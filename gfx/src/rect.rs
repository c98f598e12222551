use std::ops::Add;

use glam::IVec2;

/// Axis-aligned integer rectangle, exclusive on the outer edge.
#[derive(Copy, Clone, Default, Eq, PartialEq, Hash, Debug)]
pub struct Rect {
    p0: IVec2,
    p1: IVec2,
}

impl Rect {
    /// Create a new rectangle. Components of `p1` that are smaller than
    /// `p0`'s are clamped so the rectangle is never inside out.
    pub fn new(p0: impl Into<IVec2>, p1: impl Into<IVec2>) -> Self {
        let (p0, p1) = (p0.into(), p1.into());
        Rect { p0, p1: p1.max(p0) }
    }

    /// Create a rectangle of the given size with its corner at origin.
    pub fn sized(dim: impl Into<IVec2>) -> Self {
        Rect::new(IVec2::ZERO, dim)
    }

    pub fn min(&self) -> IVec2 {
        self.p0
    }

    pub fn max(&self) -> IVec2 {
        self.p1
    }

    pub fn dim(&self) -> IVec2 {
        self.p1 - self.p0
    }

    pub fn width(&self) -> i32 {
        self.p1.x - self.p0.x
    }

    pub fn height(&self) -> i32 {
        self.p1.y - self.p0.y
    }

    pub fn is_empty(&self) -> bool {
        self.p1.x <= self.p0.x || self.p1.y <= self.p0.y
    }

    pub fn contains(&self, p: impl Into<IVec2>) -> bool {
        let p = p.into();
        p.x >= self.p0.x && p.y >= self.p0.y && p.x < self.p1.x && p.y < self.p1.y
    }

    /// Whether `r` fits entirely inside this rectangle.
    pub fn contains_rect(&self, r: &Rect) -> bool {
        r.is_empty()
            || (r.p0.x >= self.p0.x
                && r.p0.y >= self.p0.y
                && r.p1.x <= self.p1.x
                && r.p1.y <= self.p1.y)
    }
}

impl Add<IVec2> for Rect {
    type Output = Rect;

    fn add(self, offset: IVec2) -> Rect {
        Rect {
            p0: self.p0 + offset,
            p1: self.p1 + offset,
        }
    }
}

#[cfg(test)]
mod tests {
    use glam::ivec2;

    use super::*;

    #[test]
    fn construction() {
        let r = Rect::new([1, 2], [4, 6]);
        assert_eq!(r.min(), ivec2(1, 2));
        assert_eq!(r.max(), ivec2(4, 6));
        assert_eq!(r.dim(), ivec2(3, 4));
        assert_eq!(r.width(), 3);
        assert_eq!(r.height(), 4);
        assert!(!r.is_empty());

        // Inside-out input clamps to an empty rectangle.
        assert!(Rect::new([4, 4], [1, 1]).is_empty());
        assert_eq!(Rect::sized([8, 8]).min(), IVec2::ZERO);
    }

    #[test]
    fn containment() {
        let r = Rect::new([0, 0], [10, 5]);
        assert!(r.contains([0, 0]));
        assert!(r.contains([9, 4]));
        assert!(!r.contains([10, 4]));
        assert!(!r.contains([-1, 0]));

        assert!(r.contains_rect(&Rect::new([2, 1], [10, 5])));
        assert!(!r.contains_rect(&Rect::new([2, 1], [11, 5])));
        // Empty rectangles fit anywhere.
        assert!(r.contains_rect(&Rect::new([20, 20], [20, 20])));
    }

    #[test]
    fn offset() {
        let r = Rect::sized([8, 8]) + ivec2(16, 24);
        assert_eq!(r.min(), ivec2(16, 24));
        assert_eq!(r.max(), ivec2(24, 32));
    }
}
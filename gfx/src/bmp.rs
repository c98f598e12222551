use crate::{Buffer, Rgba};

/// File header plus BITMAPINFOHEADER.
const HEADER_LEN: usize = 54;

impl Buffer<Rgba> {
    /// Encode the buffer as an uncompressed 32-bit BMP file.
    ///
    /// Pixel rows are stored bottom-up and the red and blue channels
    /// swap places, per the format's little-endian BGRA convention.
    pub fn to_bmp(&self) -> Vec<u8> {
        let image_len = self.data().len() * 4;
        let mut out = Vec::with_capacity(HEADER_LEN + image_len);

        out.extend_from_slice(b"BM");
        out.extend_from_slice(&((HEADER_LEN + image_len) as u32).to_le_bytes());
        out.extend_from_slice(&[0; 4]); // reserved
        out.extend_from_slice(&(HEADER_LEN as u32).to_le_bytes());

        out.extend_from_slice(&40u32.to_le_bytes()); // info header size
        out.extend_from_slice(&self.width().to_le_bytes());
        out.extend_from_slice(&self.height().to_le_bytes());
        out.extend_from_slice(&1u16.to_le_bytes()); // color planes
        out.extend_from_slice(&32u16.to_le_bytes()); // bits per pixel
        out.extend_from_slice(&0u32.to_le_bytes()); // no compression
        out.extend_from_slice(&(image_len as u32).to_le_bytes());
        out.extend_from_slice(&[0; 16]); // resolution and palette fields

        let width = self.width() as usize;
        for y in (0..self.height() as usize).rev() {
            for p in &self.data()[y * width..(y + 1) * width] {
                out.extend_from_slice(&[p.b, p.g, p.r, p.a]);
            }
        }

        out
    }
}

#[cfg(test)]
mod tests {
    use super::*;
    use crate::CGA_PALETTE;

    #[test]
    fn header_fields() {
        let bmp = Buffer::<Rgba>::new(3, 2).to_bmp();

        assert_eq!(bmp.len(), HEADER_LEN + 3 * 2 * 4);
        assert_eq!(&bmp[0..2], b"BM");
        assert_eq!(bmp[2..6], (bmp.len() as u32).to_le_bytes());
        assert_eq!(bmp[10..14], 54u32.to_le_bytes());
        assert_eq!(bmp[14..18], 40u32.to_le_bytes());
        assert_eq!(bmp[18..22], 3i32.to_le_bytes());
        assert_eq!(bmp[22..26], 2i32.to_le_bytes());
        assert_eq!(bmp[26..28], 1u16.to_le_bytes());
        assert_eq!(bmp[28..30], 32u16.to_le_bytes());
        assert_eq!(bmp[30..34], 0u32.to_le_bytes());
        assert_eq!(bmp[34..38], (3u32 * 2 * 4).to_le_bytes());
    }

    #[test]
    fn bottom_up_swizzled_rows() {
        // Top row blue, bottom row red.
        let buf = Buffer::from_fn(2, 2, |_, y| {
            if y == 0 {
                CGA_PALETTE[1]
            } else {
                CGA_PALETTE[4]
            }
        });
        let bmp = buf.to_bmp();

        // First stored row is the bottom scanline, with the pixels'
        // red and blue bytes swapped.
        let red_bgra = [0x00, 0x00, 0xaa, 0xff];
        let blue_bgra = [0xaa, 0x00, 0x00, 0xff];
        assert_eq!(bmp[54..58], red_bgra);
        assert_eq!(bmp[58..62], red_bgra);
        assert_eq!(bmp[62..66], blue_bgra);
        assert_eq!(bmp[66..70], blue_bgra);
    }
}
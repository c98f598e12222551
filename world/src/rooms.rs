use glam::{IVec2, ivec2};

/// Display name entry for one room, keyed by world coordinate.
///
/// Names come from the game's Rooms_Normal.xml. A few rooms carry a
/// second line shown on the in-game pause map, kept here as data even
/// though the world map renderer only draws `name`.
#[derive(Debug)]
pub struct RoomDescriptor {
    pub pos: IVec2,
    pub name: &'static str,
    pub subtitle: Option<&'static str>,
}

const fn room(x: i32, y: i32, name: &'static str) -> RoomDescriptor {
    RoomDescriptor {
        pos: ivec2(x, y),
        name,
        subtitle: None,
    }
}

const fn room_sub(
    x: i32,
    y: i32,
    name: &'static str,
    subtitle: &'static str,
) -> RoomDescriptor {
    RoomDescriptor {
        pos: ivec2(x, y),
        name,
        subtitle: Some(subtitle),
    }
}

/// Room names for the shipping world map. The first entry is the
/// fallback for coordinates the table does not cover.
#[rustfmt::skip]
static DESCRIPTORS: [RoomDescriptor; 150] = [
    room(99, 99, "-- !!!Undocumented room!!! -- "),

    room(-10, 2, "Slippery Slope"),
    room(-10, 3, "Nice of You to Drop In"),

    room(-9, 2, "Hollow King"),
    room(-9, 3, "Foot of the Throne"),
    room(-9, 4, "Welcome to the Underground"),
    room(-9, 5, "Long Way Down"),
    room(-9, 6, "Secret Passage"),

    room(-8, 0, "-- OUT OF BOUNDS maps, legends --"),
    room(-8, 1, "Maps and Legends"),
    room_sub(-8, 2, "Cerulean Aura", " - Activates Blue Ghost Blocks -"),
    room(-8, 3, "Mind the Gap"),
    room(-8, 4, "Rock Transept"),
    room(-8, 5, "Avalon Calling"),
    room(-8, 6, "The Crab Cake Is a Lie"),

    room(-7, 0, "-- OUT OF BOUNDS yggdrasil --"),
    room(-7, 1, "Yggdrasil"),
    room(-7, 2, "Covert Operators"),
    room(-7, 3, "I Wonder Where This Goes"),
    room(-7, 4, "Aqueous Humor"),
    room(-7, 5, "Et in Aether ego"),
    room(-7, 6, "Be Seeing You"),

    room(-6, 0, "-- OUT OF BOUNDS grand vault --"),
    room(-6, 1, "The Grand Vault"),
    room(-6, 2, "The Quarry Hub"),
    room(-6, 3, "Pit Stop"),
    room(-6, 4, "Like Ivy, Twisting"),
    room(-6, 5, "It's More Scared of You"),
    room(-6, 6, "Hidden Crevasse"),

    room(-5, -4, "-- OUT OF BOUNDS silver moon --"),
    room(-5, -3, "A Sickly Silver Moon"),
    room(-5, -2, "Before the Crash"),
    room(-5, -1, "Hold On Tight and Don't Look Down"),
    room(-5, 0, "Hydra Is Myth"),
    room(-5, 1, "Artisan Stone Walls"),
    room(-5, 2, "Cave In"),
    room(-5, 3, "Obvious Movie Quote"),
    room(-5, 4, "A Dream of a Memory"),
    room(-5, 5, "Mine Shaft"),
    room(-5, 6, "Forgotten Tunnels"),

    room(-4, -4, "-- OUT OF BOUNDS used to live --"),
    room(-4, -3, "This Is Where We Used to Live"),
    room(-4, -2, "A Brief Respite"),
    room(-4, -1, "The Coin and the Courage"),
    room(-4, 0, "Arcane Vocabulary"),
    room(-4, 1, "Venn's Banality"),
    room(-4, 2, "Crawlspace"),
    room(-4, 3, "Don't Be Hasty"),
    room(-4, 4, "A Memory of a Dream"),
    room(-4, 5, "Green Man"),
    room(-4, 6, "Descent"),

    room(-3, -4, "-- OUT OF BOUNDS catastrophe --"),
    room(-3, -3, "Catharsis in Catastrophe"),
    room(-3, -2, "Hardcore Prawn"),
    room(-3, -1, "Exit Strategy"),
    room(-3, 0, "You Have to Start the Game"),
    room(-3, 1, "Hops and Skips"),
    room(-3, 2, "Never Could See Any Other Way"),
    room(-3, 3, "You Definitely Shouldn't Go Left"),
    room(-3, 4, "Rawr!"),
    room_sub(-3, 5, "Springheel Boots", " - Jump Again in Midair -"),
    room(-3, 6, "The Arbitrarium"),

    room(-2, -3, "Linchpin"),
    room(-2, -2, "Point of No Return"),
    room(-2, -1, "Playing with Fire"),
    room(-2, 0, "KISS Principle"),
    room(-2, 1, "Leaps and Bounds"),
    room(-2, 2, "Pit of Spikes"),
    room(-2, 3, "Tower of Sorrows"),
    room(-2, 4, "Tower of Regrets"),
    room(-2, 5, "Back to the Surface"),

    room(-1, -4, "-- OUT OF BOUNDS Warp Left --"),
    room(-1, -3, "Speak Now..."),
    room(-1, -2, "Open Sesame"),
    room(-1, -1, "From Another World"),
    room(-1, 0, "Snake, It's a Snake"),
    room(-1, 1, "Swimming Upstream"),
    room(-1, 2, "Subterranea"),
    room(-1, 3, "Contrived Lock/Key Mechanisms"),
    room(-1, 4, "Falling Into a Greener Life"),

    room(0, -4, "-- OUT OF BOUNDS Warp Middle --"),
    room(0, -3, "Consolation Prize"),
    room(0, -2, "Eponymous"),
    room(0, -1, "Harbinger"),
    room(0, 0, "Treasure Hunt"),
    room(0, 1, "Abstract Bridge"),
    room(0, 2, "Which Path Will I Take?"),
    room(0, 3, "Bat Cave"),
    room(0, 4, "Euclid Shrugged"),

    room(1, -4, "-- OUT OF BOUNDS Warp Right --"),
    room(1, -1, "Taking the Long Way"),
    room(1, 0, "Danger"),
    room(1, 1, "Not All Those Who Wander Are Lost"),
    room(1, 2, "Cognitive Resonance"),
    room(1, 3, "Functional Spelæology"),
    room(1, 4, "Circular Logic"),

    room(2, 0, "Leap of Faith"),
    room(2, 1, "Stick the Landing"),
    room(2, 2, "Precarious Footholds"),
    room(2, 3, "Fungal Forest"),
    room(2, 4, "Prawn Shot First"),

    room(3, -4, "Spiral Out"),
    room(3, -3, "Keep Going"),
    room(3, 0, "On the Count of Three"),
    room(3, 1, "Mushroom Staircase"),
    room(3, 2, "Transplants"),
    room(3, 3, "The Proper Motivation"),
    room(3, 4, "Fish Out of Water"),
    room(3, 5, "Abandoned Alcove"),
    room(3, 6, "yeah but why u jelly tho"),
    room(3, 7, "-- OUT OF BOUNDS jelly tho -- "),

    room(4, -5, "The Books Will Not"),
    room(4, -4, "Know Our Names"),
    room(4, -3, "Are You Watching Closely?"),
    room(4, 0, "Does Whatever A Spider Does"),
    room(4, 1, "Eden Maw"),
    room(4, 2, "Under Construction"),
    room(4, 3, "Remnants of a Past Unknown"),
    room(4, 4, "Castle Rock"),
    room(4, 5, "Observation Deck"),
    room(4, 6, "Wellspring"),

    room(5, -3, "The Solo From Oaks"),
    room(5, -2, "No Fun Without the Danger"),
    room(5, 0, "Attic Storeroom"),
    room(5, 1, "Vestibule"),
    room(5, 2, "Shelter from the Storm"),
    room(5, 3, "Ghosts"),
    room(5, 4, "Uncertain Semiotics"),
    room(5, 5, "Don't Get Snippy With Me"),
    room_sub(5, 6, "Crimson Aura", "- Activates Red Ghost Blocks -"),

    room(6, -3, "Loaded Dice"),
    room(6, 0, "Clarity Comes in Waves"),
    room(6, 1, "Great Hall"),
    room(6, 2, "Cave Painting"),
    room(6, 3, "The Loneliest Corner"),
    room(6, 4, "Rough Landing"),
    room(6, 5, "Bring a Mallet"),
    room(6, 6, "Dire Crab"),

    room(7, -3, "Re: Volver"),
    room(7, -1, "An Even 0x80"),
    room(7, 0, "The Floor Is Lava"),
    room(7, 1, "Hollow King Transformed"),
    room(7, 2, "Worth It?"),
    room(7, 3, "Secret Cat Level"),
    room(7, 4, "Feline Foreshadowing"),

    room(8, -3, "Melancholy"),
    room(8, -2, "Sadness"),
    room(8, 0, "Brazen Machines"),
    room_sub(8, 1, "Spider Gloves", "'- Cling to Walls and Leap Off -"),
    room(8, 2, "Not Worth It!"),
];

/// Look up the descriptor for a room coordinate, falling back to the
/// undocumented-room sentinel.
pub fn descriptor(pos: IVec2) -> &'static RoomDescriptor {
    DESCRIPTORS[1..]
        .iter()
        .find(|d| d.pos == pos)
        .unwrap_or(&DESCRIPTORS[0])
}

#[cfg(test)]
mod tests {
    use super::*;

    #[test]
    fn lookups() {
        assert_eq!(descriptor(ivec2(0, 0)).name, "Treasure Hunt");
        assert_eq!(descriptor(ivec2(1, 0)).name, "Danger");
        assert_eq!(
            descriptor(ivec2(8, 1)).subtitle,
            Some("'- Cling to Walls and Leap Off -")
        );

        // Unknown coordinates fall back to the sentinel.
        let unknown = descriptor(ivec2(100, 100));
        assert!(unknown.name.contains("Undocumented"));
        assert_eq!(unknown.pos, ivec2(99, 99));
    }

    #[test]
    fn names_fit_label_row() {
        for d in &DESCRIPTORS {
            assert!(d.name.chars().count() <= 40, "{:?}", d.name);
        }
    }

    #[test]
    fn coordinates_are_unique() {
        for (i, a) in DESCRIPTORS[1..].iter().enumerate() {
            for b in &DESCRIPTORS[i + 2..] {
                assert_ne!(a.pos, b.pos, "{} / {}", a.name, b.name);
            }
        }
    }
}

● **Work instructions**:
Whenever a line of the data includes "Debug", copy that line.

● **Written reply**:
#[derive(Copy, Clone, Default, Eq, PartialEq, Hash, Debug)]
#[derive(Debug)]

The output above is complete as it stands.